Layaknya seperti anak ingusan yang duduk di akhir masa sekolah, saya pun tak
banyak berpikir untuk tidak belajar di tempat ini. Puji syukur, Tuhan punya
cara untuk memberi jalan kepada hamba-Nya. Saya menjalani hari di kampus ini
praktis tanpa ekspektasi berlebih. Saya tahu kehidupan di sini tak akan
semenarik kehidupan di sekolah. Orang-orang dari penjuru kota berdatangan
dengan maksud dan caranya masing-masing.
Kata orang, kampus
sdalah miniatur negeri.
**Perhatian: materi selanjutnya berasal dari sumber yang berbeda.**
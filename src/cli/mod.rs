use clap::Parser;

pub mod dispatcher;
pub mod handlers;

/// pae: expands short workspace aliases into Nx invocations and runs them.
///
/// Usage:
///   - `pae <alias> <target> [flags...]`       (e.g. `pae dc b -f`)
///   - `pae ext|core|all <target> [aliases...] [flags...]`
///   - `pae <expandable-command> [args...]`
///   - `pae help` | `pae validate`
#[derive(Parser, Debug)]
#[command(author, version, about, long_about = None)]
// `pae help` is handled by the dispatcher, which knows the loaded config.
#[command(disable_help_subcommand = true)]
#[command(trailing_var_arg = true)]
pub struct Cli {
    /// Enable debug logging (same as `PAE_DEBUG=1`).
    #[arg(short = 'd', long = "debug")]
    pub debug: bool,

    /// The alias or command, followed by its target, flags and arguments.
    /// Everything after the first word is forwarded untouched.
    #[arg(allow_hyphen_values = true)]
    pub args: Vec<String>,
}

impl Cli {
    /// Removes `-d`/`--debug` from anywhere before a `--` separator and turns
    /// debugging on if one was found. Returns the resulting debug state.
    pub fn take_debug_switch(&mut self) -> bool {
        let separator = self
            .args
            .iter()
            .position(|arg| arg == "--")
            .unwrap_or(self.args.len());
        let tail = self.args.split_off(separator);
        let before = self.args.len();
        self.args.retain(|arg| arg != "-d" && arg != "--debug");
        self.debug |= self.args.len() != before;
        self.args.extend(tail);
        self.debug
    }
}
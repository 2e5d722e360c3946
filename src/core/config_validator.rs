// src/core/config_validator.rs

//! # Configuration Validator
//!
//! Cross-checks the whole configuration before any resolution is trusted. All
//! checks run and every problem is reported; nothing short-circuits. A config
//! with errors must not be executed.

use crate::core::package_resolver::PackageResolutionService;
use crate::core::target_resolver::TargetResolutionService;
use crate::models::{AliasConfig, FlagDefinition};
use lazy_static::lazy_static;
use regex::Regex;
use std::collections::BTreeMap;

lazy_static! {
    // Matches a double brace first so that a lone `{` is only reported when it
    // is not part of a `{{` pair.
    static ref BRACE_RE: Regex = Regex::new(r"\{\{|\{").expect("brace pattern is valid");
}

#[derive(Debug, Clone, Default, PartialEq, Eq)]
pub struct ValidationReport {
    pub is_valid: bool,
    pub errors: Vec<String>,
}

#[derive(Debug, Clone, Copy, Default)]
pub struct ConfigurationValidator;

impl ConfigurationValidator {
    pub fn validate(&self, config: &AliasConfig) -> ValidationReport {
        let packages = PackageResolutionService::new(config);
        let targets = TargetResolutionService::new(config);

        let mut errors = Vec::new();
        errors.extend(check_command_alias_collisions(config, &packages));
        errors.extend(packages.validate_package_structure());
        errors.extend(targets.validate_target_structure());
        errors.extend(check_template_syntax(config));

        if errors.is_empty() {
            log::debug!("Configuration passed validation.");
        } else {
            log::debug!("Configuration has {} problem(s).", errors.len());
        }

        ValidationReport {
            is_valid: errors.is_empty(),
            errors,
        }
    }
}

fn check_command_alias_collisions(
    config: &AliasConfig,
    packages: &PackageResolutionService,
) -> Vec<String> {
    config
        .expandable_commands
        .keys()
        .filter(|name| packages.has_alias(name))
        .map(|name| {
            format!(
                "'{}' is both an expandable command and a package alias; the CLI cannot tell them apart.",
                name
            )
        })
        .collect()
}

fn check_template_syntax(config: &AliasConfig) -> Vec<String> {
    let sections: [(&str, &BTreeMap<String, FlagDefinition>); 4] = [
        ("expandable-flags", &config.expandable_flags),
        ("context-aware-flags", &config.context_aware_flags),
        ("internal-flags", &config.internal_flags),
        ("env-setting-flags", &config.env_setting_flags),
    ];

    let mut errors = Vec::new();
    for (section, flags) in sections {
        for (key, definition) in flags {
            for template in definition_templates(definition) {
                if uses_single_brace(template) {
                    errors.push(format!(
                        "{}.{}: template '{}' uses deprecated single-brace syntax; use '{{{{name}}}}'.",
                        section, key, template
                    ));
                }
            }
        }
    }
    errors
}

/// Every template string a flag definition carries.
fn definition_templates(definition: &FlagDefinition) -> Vec<&str> {
    match definition {
        FlagDefinition::Literal(text) => vec![text.as_str()],
        FlagDefinition::Template(template_def) => {
            let mut templates: Vec<&str> =
                template_def.template.iter().map(String::as_str).collect();
            let variants = [
                &template_def.pwsh_template,
                &template_def.linux_template,
                &template_def.cmd_template,
            ];
            for variant in variants.into_iter().flatten() {
                match variant {
                    crate::models::OneOrMany::One(t) => templates.push(&t.template),
                    crate::models::OneOrMany::Many(ts) => {
                        templates.extend(ts.iter().map(|t| t.template.as_str()));
                    }
                }
            }
            templates
        }
    }
}

fn uses_single_brace(template: &str) -> bool {
    BRACE_RE.find_iter(template).any(|m| m.as_str() == "{")
}
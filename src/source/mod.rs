//! Byte sources: readable, seekable, sized streams.
//!
//! ```text
//! ┌──────────────────────────────────────────────┐
//! │                 ByteSource                   │
//! │   read(buf) -> n   seek(pos)   tell   size   │
//! ├──────────────────────┬───────────────────────┤
//! │    MemorySource      │     StreamSource      │
//! │  Owned / Shared /    │  any Read + Seek      │
//! │  Borrowed buffer     │  (std::fs::File)      │
//! └──────────────────────┴───────────────────────┘
//! ```
//!
//! # Short reads
//!
//! `read` returns the number of bytes actually copied. A count smaller than
//! the buffer means the end of data was reached; it is not an error and
//! callers must check the count.
//!
//! # Seeking
//!
//! Seeks never fail from the caller's point of view. A cursor may be moved
//! past the end of the data; subsequent reads then return 0.

mod memory;
mod stream;

pub use memory::{Buffer, MemorySource};
pub use stream::StreamSource;

use std::io::SeekFrom;

/// A readable, seekable byte stream of fixed size.
///
/// Implemented by [`MemorySource`] and [`StreamSource`]; resolvers hand
/// these out as `Box<dyn ByteSource>`.
pub trait ByteSource: Send {
    /// Copy up to `buf.len()` bytes from the cursor into `buf`.
    ///
    /// Advances the cursor by the returned count. Returns 0 for an empty
    /// buffer or when the cursor is at or past the end.
    fn read(&mut self, buf: &mut [u8]) -> usize;

    /// Reposition the cursor relative to start, current position or end.
    fn seek(&mut self, pos: SeekFrom);

    /// Current cursor position in bytes from the start.
    fn tell(&self) -> u64;

    /// Total length of the underlying data.
    fn size(&self) -> u64;
}

impl<T: ByteSource + ?Sized> ByteSource for Box<T> {
    fn read(&mut self, buf: &mut [u8]) -> usize {
        (**self).read(buf)
    }

    fn seek(&mut self, pos: SeekFrom) {
        (**self).seek(pos)
    }

    fn tell(&self) -> u64 {
        (**self).tell()
    }

    fn size(&self) -> u64 {
        (**self).size()
    }
}
//! Builder pattern for `VirtualFileSystem`.

use std::path::PathBuf;

use super::core::VirtualFileSystem;
#[cfg(feature = "archive")]
use crate::resolver::ArchiveResolver;
use crate::resolver::{DirectoryResolver, MapResolver, StoreResolver};

/// Builder for configuring a [`VirtualFileSystem`].
///
/// Stores are registered in call order, which is also their precedence.
///
/// # Example
///
/// ```ignore
/// let vfs = VirtualFileSystem::builder()
///     .root("mods")
///     .archive("assets.zip")
///     .build();
/// ```
#[derive(Default)]
pub struct VfsBuilder {
    resolvers: Vec<Box<dyn StoreResolver>>,
}

impl VfsBuilder {
    /// Create a new builder with no stores.
    pub fn new() -> Self {
        Self::default()
    }

    /// Serve files from a directory.
    pub fn root(self, root: impl Into<PathBuf>) -> Self {
        self.resolver(DirectoryResolver::new(root))
    }

    /// Serve files from several directories, earlier ones first.
    pub fn roots<I, P>(self, roots: I) -> Self
    where
        I: IntoIterator<Item = P>,
        P: Into<PathBuf>,
    {
        roots.into_iter().fold(self, |builder, root| builder.root(root))
    }

    /// Serve entries of a zip, tar or tar.gz archive.
    #[cfg(feature = "archive")]
    pub fn archive(self, archive: impl Into<PathBuf>) -> Self {
        self.resolver(ArchiveResolver::new(archive))
    }

    /// Serve in-memory files.
    pub fn memory(self, files: MapResolver) -> Self {
        self.resolver(files)
    }

    /// Register any resolver.
    pub fn resolver(mut self, resolver: impl StoreResolver + 'static) -> Self {
        self.resolvers.push(Box::new(resolver));
        self
    }

    /// Build the file system.
    pub fn build(self) -> VirtualFileSystem {
        let mut vfs = VirtualFileSystem::new();
        for resolver in self.resolvers {
            vfs.add_boxed(resolver);
        }
        vfs
    }
}

#[cfg(test)]
mod tests {
    use super::*;
    use std::fs;
    use tempfile::TempDir;

    #[test]
    fn test_build_preserves_order() {
        let dir = TempDir::new().unwrap();
        fs::write(dir.path().join("a.txt"), "disk").unwrap();

        let mut files = MapResolver::new();
        files.insert("a.txt", "memory");
        files.insert("b.txt", "memory only");

        let vfs = VfsBuilder::new().root(dir.path()).memory(files).build();
        assert_eq!(vfs.len(), 2);
        assert_eq!(vfs.open("a.txt").unwrap().read_all(), b"disk");
        assert_eq!(vfs.open("b.txt").unwrap().read_all(), b"memory only");
    }

    #[test]
    fn test_roots() {
        let vfs = VirtualFileSystem::builder().roots(["a", "b", "c"]).build();
        assert_eq!(vfs.len(), 3);
    }

    #[cfg(feature = "archive")]
    #[test]
    fn test_archive() {
        use crate::test_support::write_tar_gz;

        let dir = TempDir::new().unwrap();
        let archive = dir.path().join("bundle.tar.gz");
        write_tar_gz(&archive, &[("x.txt", &b"packed"[..])]);

        let vfs = VirtualFileSystem::builder().archive(&archive).build();
        assert_eq!(vfs.open("x.txt").unwrap().read_all(), b"packed");
    }
}
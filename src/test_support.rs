//! Fixtures shared by unit tests.

#[cfg(feature = "archive")]
use std::fs::File;
#[cfg(feature = "archive")]
use std::path::Path;

/// Write a plain tar archive containing `entries`.
#[cfg(feature = "archive")]
pub(crate) fn write_tar(path: &Path, entries: &[(&str, &[u8])]) {
    let file = File::create(path).unwrap();
    let builder = build_tar(file, entries);
    builder.into_inner().unwrap();
}

/// Write a gzip-compressed tar archive containing `entries`.
#[cfg(feature = "archive")]
pub(crate) fn write_tar_gz(path: &Path, entries: &[(&str, &[u8])]) {
    use flate2::Compression;
    use flate2::write::GzEncoder;

    let file = File::create(path).unwrap();
    let builder = build_tar(GzEncoder::new(file, Compression::default()), entries);
    builder.into_inner().unwrap().finish().unwrap();
}

#[cfg(feature = "archive")]
fn build_tar<W: std::io::Write>(writer: W, entries: &[(&str, &[u8])]) -> tar::Builder<W> {
    let mut builder = tar::Builder::new(writer);
    for (name, data) in entries {
        let mut header = tar::Header::new_gnu();
        header.set_size(data.len() as u64);
        header.set_mode(0o644);
        builder.append_data(&mut header, name, *data).unwrap();
    }
    builder.finish().unwrap();
    builder
}

/// Write a zip archive containing `entries`.
#[cfg(feature = "archive")]
pub(crate) fn write_zip(path: &Path, entries: &[(&str, &[u8])]) {
    use std::io::Write;
    use zip::write::SimpleFileOptions;

    let mut writer = zip::ZipWriter::new(File::create(path).unwrap());
    for (name, data) in entries {
        writer.start_file(*name, SimpleFileOptions::default()).unwrap();
        writer.write_all(data).unwrap();
    }
    writer.finish().unwrap();
}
Saya percaya itu sebagian. Ini tak bisa dibantah, namun
tak ada miniatur negeri jika faktanya kita masih di negeri tersebut. Saya tak
mau dibanjiri oleh pikiran yang terlalu mengekang tersebut. Praktis saja:
kampus ini adalah tempat berpikir lalu berkarya. Manusia yang belajar di kampus
ini sering dijejali dengan harapan-harapan yang hampa. Kami acapkali diberi
ekspektasi tinggi dengan hal-hal yang bahkan jauh dari keadaan yang ada di
sini. Konsep bunga yang layu sebelum berkembang memang tidak cocok, namun kami
adalah bunga yang menguncup kembali sebelum akan jatuh ke bumi.
Konsep kenegaraan
bukan hal yang buruk untuk disisipkan pada kehidupan kampus. Ini adalah cara
yang mungkin paling tepat. Namun, tak adil jika dunia ini terlalu diisi oleh
negarawan yang terlalu bangga pada almamaternya. Mengisi hidup dengan
kesederhanaan seperti membangun keluarga yang baik sama pentingnya. Negeri ini
jelas butuh setumpuk pemimpin yang baik. Namun, salah jika menggantungkan
banyak harap pada mahasiswanya yang bahkan masih terlalu sibuk memikirkan ujian
esok hari saja. Hari ini akan menjadi penting, namun bukan untuk diisi oleh
harapan soal kami. Membangun negeri ini artinya memberi jalan pada semua orang
untuk melahirkan karya.
"Dulu, nama
kampus disebabkan oleh karena kehebatan mahasiswanya. Sekarang, mahasiswa ingin
hebat karena nama besar kampusnya," kata Pidi Baiq, dalam Quotesnya.
Saya sadar betul
saya pun terlalu termakan oleh dogma. Saya ingin sukses, namun pikiran tadi
terdengar seperti kaleng kosong. Tak ada yang namanya kampus terbaik tanpa
mahasiswa dan mantan mahasiswanya. Bukan ingin mendiskreditkan kampus ternama,
melainkan kampus harusnya tidak melestarikan pemikiran fana. Lebih baik
mengesampingkan kebanggaan yang terlalu tinggi. Karya dan kontribusi akan
menjadi pembeda pada akhirnya. Biarlah kami menentukan jalan dan beramal di
bidang yang dipilih. Jangan bebankan dengan harapan yang terlampau tinggi tak
tahu arah.
Setelah saya keluar
dari kampus ini, saya berpikir ulang tentang apa yang ingin saya raih.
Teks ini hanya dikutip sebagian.